ATAS/20/2005 du 11.01.2005 ( CHOMAG ) , REJETE

Recours TF déposé le 18.02.2005, rendu le 21.08.2006, ADMIS, C 69/05
Descripteurs : AC; directeur; pouvoir de décision; employeur
Normes : LACI 31
Résumé : Le recourant, inscrit au registre de commerce en tant que directeur, avec signature individuelle, de la société qui l'a licencié partiellement - il a continué à travailler à temps partiel dans ladite société -, n'a pas droit aux indemnités de chômage, puisqu'il dispose d'un réel pouvoir de décision dans cette société et qu'il n'est dès lors pas possible de contrôler son temps de travail.
En fait
En droit
Par ces motifs
RÉPUBLIQUE ET CANTON DE GENÈVE

POUVOIR JUDICIAIRE

 

A/1256/2004 ATAS/20/2005

ARRET

DU TRIBUNAL CANTONAL DES

ASSURANCES SOCIALES

1ère chambre

du 11 janvier 2005

 

 

 

 

 

En la cause

 

 

 

Monsieur V__________, comparant par Maître Andrea GAMBA recourant

et faisant élection de domicile en l’Etude de MMes Poncet,

Turrettini, Amaudruz, Neyroud & Associés

 

 

 

contre

 

 

CAISSE CANTONALE GENEVOISE DE CHOMAGE, intimée

Domiciliée rue de Montbrillant 40 à Genève

 

 

 

 


EN FAIT

1.             Monsieur V__________ a déposé le 1er janvier 2002 une demande visant à l’octroi d’indemnités de l’assurance-chômage auprès de l’Office cantonal de l’emploi (ci-après OCE) pour un taux d’activité à 80%. Il a indiqué que par courrier du 14 septembre 2001, son employeur la société Transcorp Investissements SA, avait réduit à 80% son taux d’activité dès le 1er janvier 2002 pour raisons économiques. Il a par ailleurs annoncé un gain intermédiaire auprès de son employeur pour un taux d’activité à 20%. Un délai cadre d’indemnisation a été ouvert en sa faveur du 1er janvier 2002 au 31 décembre 2003, et des prestations lui ont été versées.

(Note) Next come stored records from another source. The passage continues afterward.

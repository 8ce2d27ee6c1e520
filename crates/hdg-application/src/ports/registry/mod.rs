//! Provider Registry System
//!
//! Defines the auto-registration infrastructure for enrichment providers.
//! Uses the `linkme` crate for compile-time registration of providers
//! that can be discovered and instantiated at runtime.
//!
//! ## Architecture
//!
//! ```text
//! ┌─────────────────────────────────────────────────────────────────┐
//! │                    Provider Registration Flow                    │
//! ├─────────────────────────────────────────────────────────────────┤
//! │                                                                 │
//! │  1. Provider defines:  #[linkme::distributed_slice(PROVIDERS)]  │
//! │                        static ENTRY: ProviderEntry = ...        │
//! │                              ↓                                  │
//! │  2. Registry declares: #[linkme::distributed_slice]             │
//! │                        pub static PROVIDERS: [Entry] = [..]     │
//! │                              ↓                                  │
//! │  3. Resolver queries:  PROVIDERS.iter()                         │
//! │                              ↓                                  │
//! │  4. Config selects:    "provider = hashed" → HashedProvider     │
//! │                                                                 │
//! └─────────────────────────────────────────────────────────────────┘
//! ```
//!
//! ## Usage
//!
//! ### Registering a Provider (in hdg-providers)
//!
//! ```ignore
//! use hdg_application::ports::registry::{KeywordProviderEntry, KEYWORD_PROVIDERS};
//!
//! #[linkme::distributed_slice(KEYWORD_PROVIDERS)]
//! static FREQUENCY_PROVIDER: KeywordProviderEntry = KeywordProviderEntry {
//!     name: "frequency",
//!     description: "Term-frequency keyword extractor",
//!     factory: |config| Ok(Arc::new(FrequencyKeywordExtractor::from_config(config))),
//! };
//! ```
//!
//! ### Resolving a Provider (in hdg-infrastructure)
//!
//! ```ignore
//! use hdg_application::ports::registry::{resolve_keyword_provider, KeywordProviderConfig};
//!
//! let extractor = resolve_keyword_provider(&KeywordProviderConfig::new("frequency"))?;
//! ```

pub mod embedding;
pub mod keyword;

// Re-export all registry types and functions
pub use embedding::{
    EMBEDDING_PROVIDERS, EmbeddingProviderConfig, EmbeddingProviderEntry, list_embedding_providers,
    resolve_embedding_provider,
};
pub use keyword::{
    KEYWORD_PROVIDERS, KeywordProviderConfig, KeywordProviderEntry, list_keyword_providers,
    resolve_keyword_provider,
};
//! Environment override tests
//!
//! These tests modify environment variables and must run sequentially:
//!
//! ```bash
//! cargo test -p hdg-infrastructure --test unit config_env -- --test-threads=1 --ignored
//! ```
//!
//! # Safety
//!
//! Tests use `unsafe` blocks for `env::set_var`/`env::remove_var` because
//! Rust 2024 edition requires this for environment variable mutations.

use std::env;

use hdg_domain::value_objects::ChunkingStrategy;
use hdg_infrastructure::config::ConfigLoader;
use tempfile::TempDir;

/// Helper to set env var safely
fn set_env(key: &str, value: &str) {
    // SAFETY: Tests must run with --test-threads=1
    unsafe {
        env::set_var(key, value);
    }
}

/// Helper to remove env var safely
fn remove_env(key: &str) {
    // SAFETY: Tests must run with --test-threads=1
    unsafe {
        env::remove_var(key);
    }
}

#[test]
#[ignore = "requires --test-threads=1 due to env var mutations"]
fn test_env_overrides_nested_keys() {
    set_env("HDG__CHUNKING__STRATEGY", "structural");
    set_env("HDG__CHUNKING__MAX_CHUNK_SIZE", "250");

    let dir = TempDir::new().expect("temp dir");
    let config = ConfigLoader::new()
        .with_config_path(dir.path().join("absent.toml"))
        .load();

    remove_env("HDG__CHUNKING__STRATEGY");
    remove_env("HDG__CHUNKING__MAX_CHUNK_SIZE");

    let config = config.expect("config");
    assert_eq!(config.chunking.strategy, ChunkingStrategy::Structural);
    assert_eq!(config.chunking.max_chunk_size, 250);
}

#[test]
#[ignore = "requires --test-threads=1 due to env var mutations"]
fn test_env_wins_over_file() {
    let dir = TempDir::new().expect("temp dir");
    let path = dir.path().join("hdg.toml");
    std::fs::write(&path, "[logging]\nlevel = \"warn\"\n").expect("write config");

    set_env("HDG__LOGGING__LEVEL", "debug");
    let config = ConfigLoader::new().with_config_path(&path).load();
    remove_env("HDG__LOGGING__LEVEL");

    assert_eq!(config.expect("config").logging.level, "debug");
}

#[test]
#[ignore = "requires --test-threads=1 due to env var mutations"]
fn test_single_underscore_prefix_not_loaded() {
    set_env("HDG_CHUNKING_MAX_CHUNK_SIZE", "7");

    let dir = TempDir::new().expect("temp dir");
    let config = ConfigLoader::new()
        .with_config_path(dir.path().join("absent.toml"))
        .load();

    remove_env("HDG_CHUNKING_MAX_CHUNK_SIZE");

    assert_ne!(config.expect("config").chunking.max_chunk_size, 7);
}

#[test]
#[ignore = "requires --test-threads=1 due to env var mutations"]
fn test_custom_prefix() {
    set_env("DOCS__EMBEDDING__DIMENSIONS", "12");

    let dir = TempDir::new().expect("temp dir");
    let config = ConfigLoader::new()
        .with_config_path(dir.path().join("absent.toml"))
        .with_env_prefix("DOCS")
        .load();

    remove_env("DOCS__EMBEDDING__DIMENSIONS");

    assert_eq!(config.expect("config").embedding.dimensions, 12);
}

2.             Constatant cependant que l’intéressé était inscrit depuis le 12 octobre 1988 au Registre du commerce en qualité de directeur de la société Transcorp Investissements SA avec signature individuelle, l’OCE a, par décision du 4 novembre 2003, informé l’assuré qu’il ne pouvait être donné suite à sa demande d’indemnité. Il apparaissait en effet qu’il était à la fois employé et directeur de la société, laquelle déployait encore ses activités.

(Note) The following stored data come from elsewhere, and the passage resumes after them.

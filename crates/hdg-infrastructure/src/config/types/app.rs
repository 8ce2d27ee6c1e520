//! Main application configuration

use hdg_domain::value_objects::ProcessingOptions;
use serde::{Deserialize, Serialize};

use super::{ChunkingConfig, EmbeddingConfig, KeywordConfig, LoggingConfig};

/// Root configuration
#[derive(Debug, Clone, Default, PartialEq, Eq, Serialize, Deserialize)]
#[serde(default)]
pub struct AppConfig {
    /// Chunking pipeline and constraints
    pub chunking: ChunkingConfig,

    /// Keyword enrichment
    pub keywords: KeywordConfig,

    /// Chunk vectorization
    pub embedding: EmbeddingConfig,

    /// Logging output
    pub logging: LoggingConfig,
}

impl AppConfig {
    /// Processing options derived from the chunking, keyword and embedding sections
    pub fn processing_options(&self) -> ProcessingOptions {
        ProcessingOptions {
            constraints: self.chunking.constraint_options(),
            keywords: self.keywords.keyword_options(),
            embeddings: self.embedding.enabled,
        }
    }
}
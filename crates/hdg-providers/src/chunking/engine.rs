//! Document chunking strategies
//!
//! Two [`DocumentChunker`] implementations share the rule engine:
//!
//! - [`HeadingChunker`]: rule engine -> hierarchy builder -> constraint pass
//! - [`StructuralChunker`]: the same chunks plus the block-level structural graph

use std::sync::Arc;

use hdg_application::domain_services::chunking::{ChunkingResult, DocumentChunker};
use hdg_domain::entities::ChunkNode;
use hdg_domain::error::Result;
use hdg_domain::value_objects::{ChunkingStrategy, ConstraintOptions};

use super::constraints::ConstraintProcessor;
use super::hierarchy::HierarchyBuilder;
use super::rules::RuleEngine;
use super::structural::StructuralGraphBuilder;

/// Heading-only chunking driven by the rule engine
#[derive(Debug, Clone)]
pub struct HeadingChunker {
    engine: RuleEngine,
}

impl HeadingChunker {
    /// Chunker with the built-in heading rules
    pub fn new() -> Result<Self> {
        Ok(Self::with_engine(RuleEngine::new()?))
    }

    /// Chunker over a custom rule engine
    pub fn with_engine(engine: RuleEngine) -> Self {
        Self { engine }
    }

    /// The rule engine in use
    pub fn engine(&self) -> &RuleEngine {
        &self.engine
    }

    /// Build the hierarchy and, when given, enforce the constraints
    pub fn chunk(
        &self,
        text: &str,
        constraints: Option<&ConstraintOptions>,
    ) -> Result<Vec<ChunkNode>> {
        let chunks = HierarchyBuilder::new(&self.engine).build(text);
        match constraints {
            Some(options) => Ok(ConstraintProcessor::new(*options)?.process(chunks)),
            None => Ok(chunks),
        }
    }
}

impl DocumentChunker for HeadingChunker {
    fn chunk_document(
        &self,
        text: &str,
        constraints: Option<&ConstraintOptions>,
    ) -> Result<ChunkingResult> {
        Ok(ChunkingResult::from_chunks(self.chunk(text, constraints)?))
    }

    fn strategy(&self) -> ChunkingStrategy {
        ChunkingStrategy::Headings
    }
}

/// Heading chunks plus the structural graph of the same text
#[derive(Debug, Clone)]
pub struct StructuralChunker {
    headings: HeadingChunker,
    graph: StructuralGraphBuilder,
}

impl StructuralChunker {
    /// Chunker with the built-in heading rules
    pub fn new() -> Result<Self> {
        Ok(Self::with_engine(RuleEngine::new()?))
    }

    /// Chunker over a custom rule engine
    pub fn with_engine(engine: RuleEngine) -> Self {
        Self {
            headings: HeadingChunker::with_engine(engine),
            graph: StructuralGraphBuilder::new(),
        }
    }
}

impl DocumentChunker for StructuralChunker {
    fn chunk_document(
        &self,
        text: &str,
        constraints: Option<&ConstraintOptions>,
    ) -> Result<ChunkingResult> {
        let chunks = self.headings.chunk(text, constraints)?;
        let graph = self.graph.build(text)?;
        Ok(ChunkingResult::with_graph(chunks, graph.elements, graph.edges))
    }

    fn strategy(&self) -> ChunkingStrategy {
        ChunkingStrategy::Structural
    }
}

/// Chunker implementing `strategy` with the built-in rules
pub fn chunker_for(strategy: ChunkingStrategy) -> Result<Arc<dyn DocumentChunker>> {
    let chunker: Arc<dyn DocumentChunker> = match strategy {
        ChunkingStrategy::Headings => Arc::new(HeadingChunker::new()?),
        ChunkingStrategy::Structural => Arc::new(StructuralChunker::new()?),
    };
    Ok(chunker)
}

3.             Représenté par Maître Andrea GAMBA, l’assuré a formé une réclamation, soulignant qu’il n’était pas actionnaire de la société et que les décisions étaient en réalité prises par Monsieur A__________, administrateur et expert-comptable.

4.             Par décision sur opposition du 18 mai 2004, l’OCE a confirmé sa décision, considérant que l’assuré avait un pouvoir réel dans la société.

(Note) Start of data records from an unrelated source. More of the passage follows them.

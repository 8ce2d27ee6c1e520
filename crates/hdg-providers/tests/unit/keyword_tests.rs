//! Unit tests for keyword extractors

use hdg_application::ports::KeywordExtractor;
use hdg_application::ports::registry::{
    KeywordProviderConfig, list_keyword_providers, resolve_keyword_provider,
};
use hdg_providers::keyword::{FrequencyKeywordExtractor, NullKeywordExtractor};

#[tokio::test]
async fn test_frequency_ranking() {
    let extractor = FrequencyKeywordExtractor::new().expect("extractor");
    let keywords = extractor
        .extract_keywords("Rust rust cargo. Cargo crates rust")
        .await
        .expect("keywords");
    assert_eq!(keywords, vec!["rust", "cargo", "crates"]);
}

#[tokio::test]
async fn test_ties_keep_first_appearance() {
    let extractor = FrequencyKeywordExtractor::new().expect("extractor");
    let keywords = extractor
        .extract_keywords("zeta alpha mu")
        .await
        .expect("keywords");
    assert_eq!(keywords, vec!["zeta", "alpha"]);
}

#[test]
fn test_stop_words_short_tokens_and_numbers_are_dropped() {
    let extractor = FrequencyKeywordExtractor::new().expect("extractor");
    let keywords = extractor.rank("The parser and the lexer of it: 2024 is v1");
    assert_eq!(keywords, vec!["parser", "lexer"]);
}

#[test]
fn test_min_word_length() {
    let extractor = FrequencyKeywordExtractor::with_min_word_length(6).expect("extractor");
    assert_eq!(extractor.rank("graph nodes traversal"), vec!["traversal"]);
}

#[tokio::test]
async fn test_null_extractor_is_empty() {
    let keywords = NullKeywordExtractor::new()
        .extract_keywords("anything at all")
        .await
        .expect("keywords");
    assert!(keywords.is_empty());
}

#[test]
fn test_registry_entries() {
    let names: Vec<&str> = list_keyword_providers().into_iter().map(|(n, _)| n).collect();
    assert!(names.contains(&"null"));
    assert!(names.contains(&"frequency"));

    let extractor = resolve_keyword_provider(&KeywordProviderConfig::new("frequency"))
        .expect("frequency resolves");
    assert_eq!(extractor.provider_name(), "frequency");

    match resolve_keyword_provider(&KeywordProviderConfig::new("missing")) {
        Ok(_) => panic!("unknown provider must not resolve"),
        Err(e) => assert!(e.contains("Unknown keyword provider")),
    }
}
//! Configuration loader
//!
//! Handles loading configuration from default values, a TOML file and
//! environment variables, in that order of precedence (later wins).

use std::env;
use std::path::{Path, PathBuf};

use figment::Figment;
use figment::providers::{Env, Format, Serialized, Toml};
use hdg_application::ports::registry::{list_embedding_providers, list_keyword_providers};
use hdg_domain::error::{Error, Result};

use crate::config::{AppConfig, ChunkingConfig, EmbeddingConfig, KeywordConfig, LoggingConfig};
use crate::constants::{
    CONFIG_ENV_PREFIX, CONFIG_ENV_SEPARATOR, DEFAULT_CONFIG_DIR, DEFAULT_CONFIG_FILENAME,
};
use crate::error_ext::ErrorContext;
use crate::logging::{log_config_loaded, parse_log_level};

/// Configuration loader service
#[derive(Debug, Clone)]
pub struct ConfigLoader {
    /// Configuration file path
    config_path: Option<PathBuf>,

    /// Environment prefix
    env_prefix: String,
}

impl ConfigLoader {
    /// Create a new configuration loader with default settings
    pub fn new() -> Self {
        Self {
            config_path: None,
            env_prefix: CONFIG_ENV_PREFIX.to_string(),
        }
    }

    /// Set the configuration file path
    pub fn with_config_path<P: AsRef<Path>>(mut self, path: P) -> Self {
        self.config_path = Some(path.as_ref().to_path_buf());
        self
    }

    /// Set the environment variable prefix
    pub fn with_env_prefix<S: Into<String>>(mut self, prefix: S) -> Self {
        self.env_prefix = prefix.into();
        self
    }

    /// Load configuration from all sources
    ///
    /// Configuration sources are merged in this order (later sources override earlier):
    /// 1. Default values from `AppConfig::default()`
    /// 2. TOML configuration file (explicit path, or the first one discovered)
    /// 3. Environment variables with prefix (e.g., `HDG__CHUNKING__MAX_CHUNK_SIZE`)
    ///
    /// The merged configuration is validated before it is returned.
    pub fn load(&self) -> Result<AppConfig> {
        let mut figment = Figment::new().merge(Serialized::defaults(AppConfig::default()));

        if let Some(config_path) = &self.config_path {
            if config_path.exists() {
                figment = figment.merge(Toml::file(config_path));
                log_config_loaded(config_path, true);
            } else {
                log_config_loaded(config_path, false);
            }
        } else if let Some(default_path) = Self::find_default_config_path() {
            figment = figment.merge(Toml::file(&default_path));
            log_config_loaded(&default_path, true);
        }

        figment = figment.merge(
            Env::prefixed(&format!("{}{CONFIG_ENV_SEPARATOR}", self.env_prefix))
                .split(CONFIG_ENV_SEPARATOR),
        );

        let app_config: AppConfig = figment
            .extract()
            .config_context("Failed to extract configuration")?;

        validate_app_config(&app_config)?;

        Ok(app_config)
    }

    /// Save configuration to file
    pub fn save_to_file<P: AsRef<Path>>(&self, config: &AppConfig, path: P) -> Result<()> {
        let toml_string =
            toml::to_string_pretty(config).context("Failed to serialize config to TOML")?;

        std::fs::write(path.as_ref(), toml_string).io_context(format!(
            "Failed to write config file {}",
            path.as_ref().display()
        ))?;

        Ok(())
    }

    /// Get the current configuration file path
    pub fn config_path(&self) -> Option<&Path> {
        self.config_path.as_deref()
    }

    /// First existing file among the conventional locations
    fn find_default_config_path() -> Option<PathBuf> {
        let current_dir = env::current_dir().ok()?;

        let candidates = [
            Some(current_dir.join(DEFAULT_CONFIG_FILENAME)),
            Some(
                current_dir
                    .join(DEFAULT_CONFIG_DIR)
                    .join(DEFAULT_CONFIG_FILENAME),
            ),
            dirs::config_dir().map(|d| d.join(DEFAULT_CONFIG_DIR).join(DEFAULT_CONFIG_FILENAME)),
            dirs::home_dir().map(|d| {
                d.join(format!(".{DEFAULT_CONFIG_DIR}"))
                    .join(DEFAULT_CONFIG_FILENAME)
            }),
        ];

        candidates.into_iter().flatten().find(|path| path.exists())
    }
}

impl Default for ConfigLoader {
    fn default() -> Self {
        Self::new()
    }
}

/// Validate application configuration
///
/// Runs every section check; the first failure is returned.
pub fn validate_app_config(config: &AppConfig) -> Result<()> {
    validate_chunking_config(&config.chunking)?;
    validate_keyword_config(&config.keywords)?;
    validate_embedding_config(&config.embedding)?;
    validate_logging_config(&config.logging)?;
    // Cross-field checks shared with the processing service
    config.processing_options().validate()
}

// Size fields are checked even while the pass is disabled
fn validate_chunking_config(config: &ChunkingConfig) -> Result<()> {
    config.constraints().ensure_valid()
}

fn validate_keyword_config(config: &KeywordConfig) -> Result<()> {
    if config.max_keywords_per_chunk == 0 {
        return Err(Error::configuration(
            "Maximum keywords per chunk cannot be 0",
        ));
    }
    if config.extract_keywords {
        if config.min_word_length == 0 {
            return Err(Error::configuration("Minimum keyword length cannot be 0"));
        }
        ensure_registered(
            "keyword extractor",
            &config.provider,
            &list_keyword_providers(),
        )?;
    }
    Ok(())
}

fn validate_embedding_config(config: &EmbeddingConfig) -> Result<()> {
    if config.enabled {
        if config.dimensions == 0 {
            return Err(Error::configuration(
                "Embedding dimensions cannot be 0 when embeddings are enabled",
            ));
        }
        ensure_registered(
            "embedding provider",
            &config.provider,
            &list_embedding_providers(),
        )?;
    }
    Ok(())
}

fn validate_logging_config(config: &LoggingConfig) -> Result<()> {
    parse_log_level(&config.level)?;
    if config.file_output.is_some() && config.max_files == 0 {
        return Err(Error::configuration(
            "Maximum log files cannot be 0 when file output is enabled",
        ));
    }
    Ok(())
}

fn ensure_registered(kind: &str, name: &str, registered: &[(&str, &str)]) -> Result<()> {
    if registered.iter().any(|(entry, _)| *entry == name) {
        return Ok(());
    }
    let available: Vec<&str> = registered.iter().map(|(entry, _)| *entry).collect();
    Err(Error::configuration(format!(
        "Unknown {kind} '{name}'. Available providers: {available:?}"
    )))
}

/// Configuration builder for programmatic configuration
#[derive(Debug, Clone, Default)]
pub struct ConfigBuilder {
    config: AppConfig,
}

impl ConfigBuilder {
    /// Create a new configuration builder with defaults
    pub fn new() -> Self {
        Self::default()
    }

    /// Set chunking configuration
    pub fn with_chunking(mut self, chunking: ChunkingConfig) -> Self {
        self.config.chunking = chunking;
        self
    }

    /// Set keyword configuration
    pub fn with_keywords(mut self, keywords: KeywordConfig) -> Self {
        self.config.keywords = keywords;
        self
    }

    /// Set embedding configuration
    pub fn with_embedding(mut self, embedding: EmbeddingConfig) -> Self {
        self.config.embedding = embedding;
        self
    }

    /// Set logging configuration
    pub fn with_logging(mut self, logging: LoggingConfig) -> Self {
        self.config.logging = logging;
        self
    }

    /// Build the configuration
    pub fn build(self) -> AppConfig {
        self.config
    }
}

5.             L’intéressé, toujours représenté par son conseil, a interjeté recours le 14 juin 2004 contre ladite décision sur opposition. Il répète qu’il ne fait pas partie du conseil d’administration de la société, qu’il n’en est pas actionnaire, que Monsieur A__________, administrateur, assume les fonctions de directeur de l’entreprise, prend toutes les décisions importantes et s’investit activement. Il invoque par ailleurs la violation du principe de la bonne foi.

6.             Invité à se déterminer, l’OCE conclut au rejet du recours.

7. Les divers allégués des parties seront repris en tant que de besoin dans la partie « en droit » qui suit.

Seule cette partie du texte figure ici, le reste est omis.